Vancouver Riot Reports: Not So Nice, After All

Vancouver Riots | BCBusiness

I’ve been thinking about the Vancouver riot. Our problem is that Vancouver isn’t as nice a city as we think it is. We’re Hockey Riot Town, and it’s time to start thinking like it.

The most important realization to come out of the post-mortems of the Vancouver hockey riot is that we’re now a city and no longer a nice little town by the sea.

Last night, I watched an old movie in which a character was named Nicely Nicely, largely because he was so, well, nice. Whenever anyone asked him how he was doing, he said, “Nicely, Nicely, thank you.”

I think it speaks to one of the root problems with Vancouver’s new, unwanted image as Hockey Riot Town. We think everyone is nice and we’re just doing nicely, nicely, thank you.

Now that the official reports about the riot are coming in and it appears that it was nobody’s fault – or everybody’s, or just the fault of a few (I’m not quite sure) – maybe we should cut through the rhetoric, ass-covering, and finger-pointing and just get down to basics.

Bellowing “let’s party,” we invited all and sundry to rock on in a few small downtown areas without any controls. Not surprisingly, 150,000 people showed up and about one per cent of them decided that their form of celebration was to get completely plastered, then fight, then burn and loot.

What did we expect?

We neglected to account for the possibility that among those partying throngs of supposed hockey fans would be a faction that needed to be weeded out or controlled.

Vancouver is a nice town full of nice people, we presumed. Why would anyone besmirch our fair city and ruin a perfectly good party put on by all those nice people who live in nice (and quiet) neighborhoods like Kitsilano?

Even though it was obvious that most of these partygoers would be coming into town from the suburbs, probably on transit, we didn’t arrange for any security to guard against those among the crowd who decided they were going to take out whatever frustrations they suffered from on the centre of our shining happy city by the sea.

I don’t know why, and the reports don’t tell me. But I have my suspicions.

The first, of course, is financial. How do you mobilize an entire Vancouver Police Department to cover a party of that size? And how do you pay for it? So you hope that everybody is, well, nice.

Also, frantically calling in reinforcements, like off-duty officers and suburban police forces doesn’t work. It’s almost impossible for them to get to the centre of the action in time.

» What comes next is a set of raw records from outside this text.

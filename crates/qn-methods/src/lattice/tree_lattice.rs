//! Backward induction on lattices.
//!
//! [`Lattice`] is the interface seen by discretized assets. [`TreeLattice`]
//! implements it for any [`LatticeImpl`], i.e. anything that can report
//! node counts, descendants, branch probabilities and one-step discount
//! factors. It also computes Arrow-Debreu state prices, which the
//! short-rate trees use to fit the initial curve.

use super::discretized_asset::DiscretizedAsset;
use super::TimeGrid;
use qn_core::{ensure, errors::Result, fail, DiscountFactor, Real, Time};
use qn_math::{close, Array};

/// A numerical method rolling discretized assets back in time.
pub trait Lattice: std::fmt::Debug + Send + Sync {
    /// The time grid of the lattice.
    fn time_grid(&self) -> &TimeGrid;

    /// Set `asset` at time `t` and let it initialize its values on the
    /// lattice nodes at `t`.
    fn initialize(&self, asset: &mut dyn DiscretizedAsset, t: Time) -> Result<()>;

    /// Roll `asset` back to `to` and adjust its values there.
    fn rollback(&self, asset: &mut dyn DiscretizedAsset, to: Time) -> Result<()>;

    /// Roll `asset` back to `to` without the final adjustment.
    fn partial_rollback(&self, asset: &mut dyn DiscretizedAsset, to: Time) -> Result<()>;

    /// Present value of `asset` from its current time.
    fn present_value(&self, asset: &mut dyn DiscretizedAsset) -> Result<Real>;

    /// Values of the underlying variable on the nodes at `t`.
    fn grid(&self, t: Time) -> Result<Array>;
}

/// The per-node data a [`TreeLattice`] needs.
pub trait LatticeImpl: std::fmt::Debug + Send + Sync {
    /// Number of nodes at step `i`.
    fn size(&self, i: usize) -> usize;

    /// One-step discount factor from node `(i, index)`.
    fn discount(&self, i: usize, index: usize) -> DiscountFactor;

    /// Descendant of `(i, index)` through `branch`.
    fn descendant(&self, i: usize, index: usize, branch: usize) -> usize;

    /// Probability of `branch` from `(i, index)`.
    fn probability(&self, i: usize, index: usize, branch: usize) -> Real;

    /// Number of branches per node.
    fn branches(&self) -> usize;

    /// Underlying value at `(i, index)`, if the lattice has a single
    /// underlying variable.
    fn underlying(&self, _i: usize, _index: usize) -> Option<Real> {
        None
    }
}

/// Generic tree lattice over a [`LatticeImpl`].
#[derive(Debug, Clone)]
pub struct TreeLattice<I: LatticeImpl> {
    imp: I,
    time_grid: TimeGrid,
    state_prices: Vec<Array>,
}

impl<I: LatticeImpl> TreeLattice<I> {
    /// Lattice over `imp` on `time_grid`.
    pub fn new(imp: I, time_grid: TimeGrid) -> Self {
        Self {
            imp,
            time_grid,
            state_prices: vec![Array::from_element(1, 1.0)],
        }
    }

    /// The implementation.
    pub fn inner(&self) -> &I {
        &self.imp
    }

    /// Mutable access to the implementation. State prices already computed
    /// are kept, so callers may only change data of steps at or beyond the
    /// last computed one.
    pub fn inner_mut(&mut self) -> &mut I {
        &mut self.imp
    }

    /// Number of nodes at step `i`.
    pub fn size(&self, i: usize) -> usize {
        self.imp.size(i)
    }

    /// Compute and cache state prices up to step `until`.
    pub fn compute_state_prices(&mut self, until: usize) {
        let from = self.state_prices.len() - 1;
        for i in from..until {
            let next = self.propagate(i, &self.state_prices[i]);
            self.state_prices.push(next);
        }
    }

    /// Arrow-Debreu prices of the nodes at step `i`.
    pub fn state_prices(&mut self, i: usize) -> &Array {
        if i >= self.state_prices.len() {
            self.compute_state_prices(i);
        }
        &self.state_prices[i]
    }

    /// One backward step: values at step `i` from values at step `i + 1`.
    pub fn step_back(&self, i: usize, values: &Array) -> Array {
        let branches = self.imp.branches();
        Array::from_fn(self.imp.size(i), |j| {
            let mut value = 0.0;
            for l in 0..branches {
                value += self.imp.probability(i, j, l) * values[self.imp.descendant(i, j, l)];
            }
            value * self.imp.discount(i, j)
        })
    }

    fn propagate(&self, i: usize, prices: &Array) -> Array {
        let mut next = Array::zeros(self.imp.size(i + 1));
        let branches = self.imp.branches();
        for j in 0..self.imp.size(i) {
            let weighted = prices[j] * self.imp.discount(i, j);
            for l in 0..branches {
                next[self.imp.descendant(i, j, l)] += weighted * self.imp.probability(i, j, l);
            }
        }
        next
    }
}

impl<I: LatticeImpl> Lattice for TreeLattice<I> {
    fn time_grid(&self) -> &TimeGrid {
        &self.time_grid
    }

    fn initialize(&self, asset: &mut dyn DiscretizedAsset, t: Time) -> Result<()> {
        let i = self.time_grid.index(t)?;
        asset.core_mut().set_time(t);
        asset.reset(self, self.imp.size(i))
    }

    fn rollback(&self, asset: &mut dyn DiscretizedAsset, to: Time) -> Result<()> {
        self.partial_rollback(asset, to)?;
        asset.adjust_values(self)
    }

    fn partial_rollback(&self, asset: &mut dyn DiscretizedAsset, to: Time) -> Result<()> {
        let from = asset.time();
        if close(from, to) {
            return Ok(());
        }
        ensure!(from > to, "cannot roll the asset back to {to} (it is already at t = {from})");
        let i_from = self.time_grid.index(from)?;
        let i_to = self.time_grid.index(to)?;
        for i in (i_to..i_from).rev() {
            let new_values = self.step_back(i, asset.values());
            let core = asset.core_mut();
            core.set_time(self.time_grid.time(i));
            core.set_values(new_values);
            if i != i_to {
                asset.adjust_values(self)?;
            }
        }
        Ok(())
    }

    fn present_value(&self, asset: &mut dyn DiscretizedAsset) -> Result<Real> {
        let i = self.time_grid.index(asset.time())?;
        let value = if i < self.state_prices.len() {
            self.state_prices[i].dot(asset.values())
        } else {
            let mut prices = self.state_prices[self.state_prices.len() - 1].clone();
            for k in self.state_prices.len() - 1..i {
                prices = self.propagate(k, &prices);
            }
            prices.dot(asset.values())
        };
        Ok(value)
    }

    fn grid(&self, t: Time) -> Result<Array> {
        let i = self.time_grid.index(t)?;
        let mut values = Vec::with_capacity(self.imp.size(i));
        for j in 0..self.imp.size(i) {
            match self.imp.underlying(i, j) {
                Some(x) => values.push(x),
                None => fail!("lattice has no single underlying grid"),
            }
        }
        Ok(Array::from_vec(values))
    }
}

#[cfg(test)]
mod tests {
    use super::*;
    use crate::lattice::DiscretizedDiscountBond;
    use approx::assert_abs_diff_eq;

    /// Two-branch lattice with a constant short rate.
    #[derive(Debug)]
    struct ConstantRate {
        rate: Real,
        dt: Time,
    }

    impl LatticeImpl for ConstantRate {
        fn size(&self, i: usize) -> usize {
            i + 1
        }
        fn discount(&self, _i: usize, _index: usize) -> DiscountFactor {
            (-self.rate * self.dt).exp()
        }
        fn descendant(&self, _i: usize, index: usize, branch: usize) -> usize {
            index + branch
        }
        fn probability(&self, _i: usize, _index: usize, _branch: usize) -> Real {
            0.5
        }
        fn branches(&self) -> usize {
            2
        }
    }

    fn lattice() -> TreeLattice<ConstantRate> {
        let grid = TimeGrid::new(2.0, 8).unwrap();
        TreeLattice::new(ConstantRate { rate: 0.03, dt: 0.25 }, grid)
    }

    #[test]
    fn state_prices_sum_to_discount() {
        let mut l = lattice();
        let sum = l.state_prices(8).sum();
        assert_abs_diff_eq!(sum, (-0.06_f64).exp(), epsilon = 1e-14);
    }

    #[test]
    fn discount_bond_rolls_back_to_curve() {
        let l = lattice();
        let mut bond = DiscretizedDiscountBond::default();
        l.initialize(&mut bond, 2.0).unwrap();
        l.rollback(&mut bond, 0.0).unwrap();
        assert_abs_diff_eq!(bond.values()[0], (-0.06_f64).exp(), epsilon = 1e-14);

        let mut bond = DiscretizedDiscountBond::default();
        l.initialize(&mut bond, 2.0).unwrap();
        l.partial_rollback(&mut bond, 1.0).unwrap();
        let pv = l.present_value(&mut bond).unwrap();
        assert_abs_diff_eq!(pv, (-0.06_f64).exp(), epsilon = 1e-14);
        assert!(l.rollback(&mut bond, 1.5).is_err());
        assert!(l.grid(1.0).is_err());
    }
}
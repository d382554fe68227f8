//! Two-dimensional lattice from two correlated trinomial trees.
//!
//! Node `index` of column `i` packs the node pair `(index1, index2)` as
//! `index1 + index2 · size1(i)`; branch `b` packs `(b % 3, b / 3)`. The
//! product probabilities are corrected by `ρ m[b1][b2] / 36` so that the
//! factor increments get correlation `ρ`.

use super::{Tree, TrinomialTree};
use qn_core::{ensure, errors::Result, Real};

const BRANCHES: usize = 3;

/// Nine-branch lattice over two trinomial trees. Discounting is left to
/// the model that owns the lattice.
#[derive(Debug, Clone)]
pub struct Lattice2D {
    tree1: TrinomialTree,
    tree2: TrinomialTree,
    rho: Real,
    m: [[Real; BRANCHES]; BRANCHES],
}

impl Lattice2D {
    /// Combine `tree1` and `tree2` (built on the same time grid) with
    /// correlation `correlation`.
    pub fn new(tree1: TrinomialTree, tree2: TrinomialTree, correlation: Real) -> Result<Self> {
        ensure!(
            tree1.time_grid() == tree2.time_grid(),
            "the two trees must share their time grid"
        );
        ensure!(
            correlation.abs() <= 1.0,
            "correlation {correlation} outside [-1, 1]"
        );
        let m = if correlation < 0.0 {
            [[-1.0, -4.0, 5.0], [-4.0, 8.0, -4.0], [5.0, -4.0, -1.0]]
        } else {
            [[5.0, -4.0, -1.0], [-4.0, 8.0, -4.0], [-1.0, -4.0, 5.0]]
        };
        Ok(Self {
            tree1,
            tree2,
            rho: correlation.abs(),
            m,
        })
    }

    /// First tree.
    pub fn tree1(&self) -> &TrinomialTree {
        &self.tree1
    }

    /// Second tree.
    pub fn tree2(&self) -> &TrinomialTree {
        &self.tree2
    }

    /// Number of nodes in column `i`.
    pub fn size(&self, i: usize) -> usize {
        self.tree1.size(i) * self.tree2.size(i)
    }

    /// Split a packed node index into the node indices of the two trees.
    pub fn split_index(&self, i: usize, index: usize) -> (usize, usize) {
        let modulo = self.tree1.size(i);
        (index % modulo, index / modulo)
    }

    /// Underlying values `(x, y)` of the two trees at node `(i, index)`.
    pub fn underlyings(&self, i: usize, index: usize) -> (Real, Real) {
        let (index1, index2) = self.split_index(i, index);
        (
            self.tree1.underlying(i, index1),
            self.tree2.underlying(i, index2),
        )
    }

    /// Packed descendant of `(i, index)` through packed `branch`.
    pub fn descendant(&self, i: usize, index: usize, branch: usize) -> usize {
        let (index1, index2) = self.split_index(i, index);
        let (branch1, branch2) = (branch % BRANCHES, branch / BRANCHES);
        let modulo = self.tree1.size(i + 1);
        self.tree1.descendant(i, index1, branch1)
            + self.tree2.descendant(i, index2, branch2) * modulo
    }

    /// Probability of packed `branch` from `(i, index)`.
    pub fn probability(&self, i: usize, index: usize, branch: usize) -> Real {
        let (index1, index2) = self.split_index(i, index);
        let (branch1, branch2) = (branch % BRANCHES, branch / BRANCHES);
        let p1 = self.tree1.probability(i, index1, branch1);
        let p2 = self.tree2.probability(i, index2, branch2);
        p1 * p2 + self.rho * self.m[branch1][branch2] / 36.0
    }

    /// Number of branches per node.
    pub fn branches(&self) -> usize {
        BRANCHES * BRANCHES
    }
}

#[cfg(test)]
mod tests {
    use super::*;
    use crate::lattice::TimeGrid;
    use approx::assert_abs_diff_eq;
    use qn_processes::OrnsteinUhlenbeckProcess;

    fn lattice(rho: Real) -> Lattice2D {
        let grid = TimeGrid::new(1.0, 10).unwrap();
        let x = OrnsteinUhlenbeckProcess::new(0.1, 0.01, 0.0, 0.0);
        let y = OrnsteinUhlenbeckProcess::new(0.3, 0.008, 0.0, 0.0);
        let t1 = TrinomialTree::new(&x, &grid, false).unwrap();
        let t2 = TrinomialTree::new(&y, &grid, false).unwrap();
        Lattice2D::new(t1, t2, rho).unwrap()
    }

    #[test]
    fn probabilities_sum_to_one_and_descendants_are_valid() {
        let l = lattice(-0.4);
        for i in 0..10 {
            assert_eq!(l.size(i), l.tree1().size(i) * l.tree2().size(i));
            for index in 0..l.size(i) {
                let s: Real = (0..9).map(|b| l.probability(i, index, b)).sum();
                assert_abs_diff_eq!(s, 1.0, epsilon = 1e-12);
                for b in 0..9 {
                    assert!(l.descendant(i, index, b) < l.size(i + 1));
                }
            }
        }
    }

    #[test]
    fn correlation_shows_in_covariance() {
        let rho = 0.5;
        let l = lattice(rho);
        // at the root: E[dx dy] / (sd_x sd_y) ≈ ρ
        let (x0, y0) = l.underlyings(0, 0);
        let (mut cxy, mut vx, mut vy, mut mx, mut my) = (0.0, 0.0, 0.0, 0.0, 0.0);
        for b in 0..9 {
            let p = l.probability(0, 0, b);
            let (x, y) = l.underlyings(1, l.descendant(0, 0, b));
            mx += p * (x - x0);
            my += p * (y - y0);
            cxy += p * (x - x0) * (y - y0);
            vx += p * (x - x0) * (x - x0);
            vy += p * (y - y0) * (y - y0);
        }
        let corr = (cxy - mx * my) / ((vx - mx * mx) * (vy - my * my)).sqrt();
        assert_abs_diff_eq!(corr, rho, epsilon = 0.05);
    }
}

There is obviously a big disconnect among all the police forces operating in the Vancouver region. The RCMP has its territory, and so do smaller forces. They apparently don’t coordinate much in terms of training, logistics, and regional issues.

It makes me think that maybe it’s time to revisit the concept of a regional police force. But I doubt that will fly because of regional jealousies and rivalries.

So, how about instead we realize that the Vancouver region is indeed one big city: in the absence of one big police force, we at least coordinate them on a regular basis, train them in all the nuances of policing an urban region of roughly two million people, and, especially, understand that not all those two million are happy and nice.

We’re a big city now. Nicely Nicely doesn’t always do it.